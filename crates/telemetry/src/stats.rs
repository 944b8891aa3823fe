//! Thread-safe run statistics, fed by the audit stream.
//!
//! `RunStats` is an [`AuditSink`]: attach it to the audit log and every
//! session's counters stay current without the control loop knowing about
//! telemetry at all.

use crate::model::{SessionReport, SessionStats};
use cadence_core::session::{LifecycleState, SessionId};
use cadence_safety::{AttemptOutcome, AuditEntry, AuditEvent, AuditSink};
use std::collections::BTreeMap;
use std::sync::{PoisonError, RwLock};

#[derive(Debug, Default)]
pub struct RunStats {
    sessions: RwLock<BTreeMap<SessionId, SessionStats>>,
}

impl RunStats {
    pub fn new() -> Self {
        Self::default()
    }

    /// Statistics for one session.
    pub fn session(&self, session_id: &SessionId) -> Option<SessionStats> {
        self.sessions
            .read()
            .unwrap_or_else(PoisonError::into_inner)
            .get(session_id)
            .cloned()
    }

    /// Reports for every session, ordered by session id.
    pub fn reports(&self) -> Vec<SessionReport> {
        self.sessions
            .read()
            .unwrap_or_else(PoisonError::into_inner)
            .iter()
            .map(|(id, stats)| SessionReport {
                session_id: id.clone(),
                stats: stats.clone(),
            })
            .collect()
    }

    /// Totals across all sessions.
    pub fn totals(&self) -> SessionStats {
        let sessions = self.sessions.read().unwrap_or_else(PoisonError::into_inner);
        let mut total = SessionStats::default();
        for stats in sessions.values() {
            total.cycles += stats.cycles;
            total.actions += stats.actions;
            total.plans += stats.plans;
            total.missed_cycles += stats.missed_cycles;
            total.backend_exhaustions += stats.backend_exhaustions;
            total.retries += stats.retries;
            total.failed_attempts += stats.failed_attempts;
            total.abandoned_plans += stats.abandoned_plans;
            total.breaks += stats.breaks;
            total.total_delay_ms += stats.total_delay_ms;
            for (label, n) in &stats.no_ops {
                *total.no_ops.entry(label.clone()).or_default() += n;
            }
            for (backend, n) in &stats.backend_usage {
                *total.backend_usage.entry(backend.clone()).or_default() += n;
            }
        }
        total
    }

    fn apply(stats: &mut SessionStats, event: &AuditEvent) {
        match event {
            AuditEvent::SessionStarted => {}
            AuditEvent::StateChanged { to, .. } => {
                stats.final_state = Some(*to);
                if *to == LifecycleState::Cooldown {
                    stats.cycles += 1;
                }
            }
            AuditEvent::PerceptionTimeout { .. } => {
                stats.missed_cycles += 1;
                stats.cycles += 1;
            }
            AuditEvent::CandidateAccepted { backend, .. } => {
                *stats.backend_usage.entry(backend.clone()).or_default() += 1;
            }
            AuditEvent::NoOp { reason } => {
                *stats.no_ops.entry(reason.label().to_string()).or_default() += 1;
            }
            AuditEvent::BackendsExhausted { .. } => stats.backend_exhaustions += 1,
            AuditEvent::Degraded | AuditEvent::Recovered => {}
            AuditEvent::PlanScheduled {
                delay_ms,
                break_applied,
                ..
            } => {
                stats.plans += 1;
                stats.total_delay_ms += delay_ms;
                if *break_applied {
                    stats.breaks += 1;
                }
            }
            AuditEvent::ExecutionAttempt {
                attempt, outcome, ..
            } => {
                if *attempt > 1 {
                    stats.retries += 1;
                }
                match outcome {
                    AttemptOutcome::Success => stats.actions += 1,
                    o if o.is_recoverable_failure() => stats.failed_attempts += 1,
                    _ => {}
                }
            }
            AuditEvent::RetriesExhausted { .. } => stats.abandoned_plans += 1,
            AuditEvent::EmergencyStop { reason } => {
                stats.stop_reason = Some(reason.to_string());
                stats.final_state = Some(LifecycleState::EmergencyStopped);
            }
            AuditEvent::SessionReset => {
                stats.stop_reason = None;
                stats.final_state = Some(LifecycleState::Idle);
            }
            AuditEvent::SessionFinished { cycles } => stats.cycles = *cycles,
        }
    }
}

impl AuditSink for RunStats {
    fn record(&self, entry: &AuditEntry) {
        let mut sessions = self.sessions.write().unwrap_or_else(PoisonError::into_inner);
        let stats = sessions.entry(entry.session_id.clone()).or_default();
        Self::apply(stats, &entry.event);
    }
}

++++++

#### [GOAL OF THE EXERCISE]
Every line must be copied exactly as it stands above.

#### [RESULT OF THE TASK]
filename crates/telemetry/src/stats.rs
repository 944b8891aa3823fe
//! Thread-safe run statistics, fed by the audit stream.
//!
//! `RunStats` is an [`AuditSink`]: attach it to the audit log and every
//! session's counters stay current without the control loop knowing about
//! telemetry at all.

use crate::model::{SessionReport, SessionStats};
use cadence_core::session::{LifecycleState, SessionId};
use cadence_safety::{AttemptOutcome, AuditEntry, AuditEvent, AuditSink};
use std::collections::BTreeMap;
use std::sync::{PoisonError, RwLock};

#[derive(Debug, Default)]
pub struct RunStats {
    sessions: RwLock<BTreeMap<SessionId, SessionStats>>,
}

impl RunStats {
    pub fn new() -> Self {
        Self::default()
    }

    /// Statistics for one session.
    pub fn session(&self, session_id: &SessionId) -> Option<SessionStats> {
        self.sessions
            .read()
            .unwrap_or_else(PoisonError::into_inner)
            .get(session_id)
            .cloned()
    }

    /// Reports for every session, ordered by session id.
    pub fn reports(&self) -> Vec<SessionReport> {
        self.sessions
            .read()
            .unwrap_or_else(PoisonError::into_inner)
            .iter()
            .map(|(id, stats)| SessionReport {
                session_id: id.clone(),
                stats: stats.clone(),
            })
            .collect()
    }

    /// Totals across all sessions.
    pub fn totals(&self) -> SessionStats {
        let sessions = self.sessions.read().unwrap_or_else(PoisonError::into_inner);
        let mut total = SessionStats::default();
        for stats in sessions.values() {
            total.cycles += stats.cycles;
            total.actions += stats.actions;
            total.plans += stats.plans;
            total.missed_cycles += stats.missed_cycles;
            total.backend_exhaustions += stats.backend_exhaustions;
            total.retries += stats.retries;
            total.failed_attempts += stats.failed_attempts;
            total.abandoned_plans += stats.abandoned_plans;
            total.breaks += stats.breaks;
            total.total_delay_ms += stats.total_delay_ms;
            for (label, n) in &stats.no_ops {
                *total.no_ops.entry(label.clone()).or_default() += n;
            }
            for (backend, n) in &stats.backend_usage {
                *total.backend_usage.entry(backend.clone()).or_default() += n;
            }
        }
        total
    }

    fn apply(stats: &mut SessionStats, event: &AuditEvent) {
        match event {
            AuditEvent::SessionStarted => {}
            AuditEvent::StateChanged { to, .. } => {
                stats.final_state = Some(*to);
                if *to == LifecycleState::Cooldown {
                    stats.cycles += 1;
                }
            }
            AuditEvent::PerceptionTimeout { .. } => {
                stats.missed_cycles += 1;
                stats.cycles += 1;
            }
            AuditEvent::CandidateAccepted { backend, .. } => {
                *stats.backend_usage.entry(backend.clone()).or_default() += 1;
            }
            AuditEvent::NoOp { reason } => {
                *stats.no_ops.entry(reason.label().to_string()).or_default() += 1;
            }
            AuditEvent::BackendsExhausted { .. } => stats.backend_exhaustions += 1,
            AuditEvent::Degraded | AuditEvent::Recovered => {}
            AuditEvent::PlanScheduled {
                delay_ms,
                break_applied,
                ..
            } => {
                stats.plans += 1;
                stats.total_delay_ms += delay_ms;
                if *break_applied {
                    stats.breaks += 1;
                }
            }
            AuditEvent::ExecutionAttempt {
                attempt, outcome, ..
            } => {
                if *attempt > 1 {
                    stats.retries += 1;
                }
                match outcome {
                    AttemptOutcome::Success => stats.actions += 1,
                    o if o.is_recoverable_failure() => stats.failed_attempts += 1,
                    _ => {}
                }
            }
            AuditEvent::RetriesExhausted { .. } => stats.abandoned_plans += 1,
            AuditEvent::EmergencyStop { reason } => {
                stats.stop_reason = Some(reason.to_string());
                stats.final_state = Some(LifecycleState::EmergencyStopped);
            }
            AuditEvent::SessionReset => {
                stats.stop_reason = None;
                stats.final_state = Some(LifecycleState::Idle);
            }
            AuditEvent::SessionFinished { cycles } => stats.cycles = *cycles,
        }
    }
}

impl AuditSink for RunStats {
    fn record(&self, entry: &AuditEntry) {
        let mut sessions = self.sessions.write().unwrap_or_else(PoisonError::into_inner);
        let stats = sessions.entry(entry.session_id.clone()).or_default();
        Self::apply(stats, &entry.event);
    }
}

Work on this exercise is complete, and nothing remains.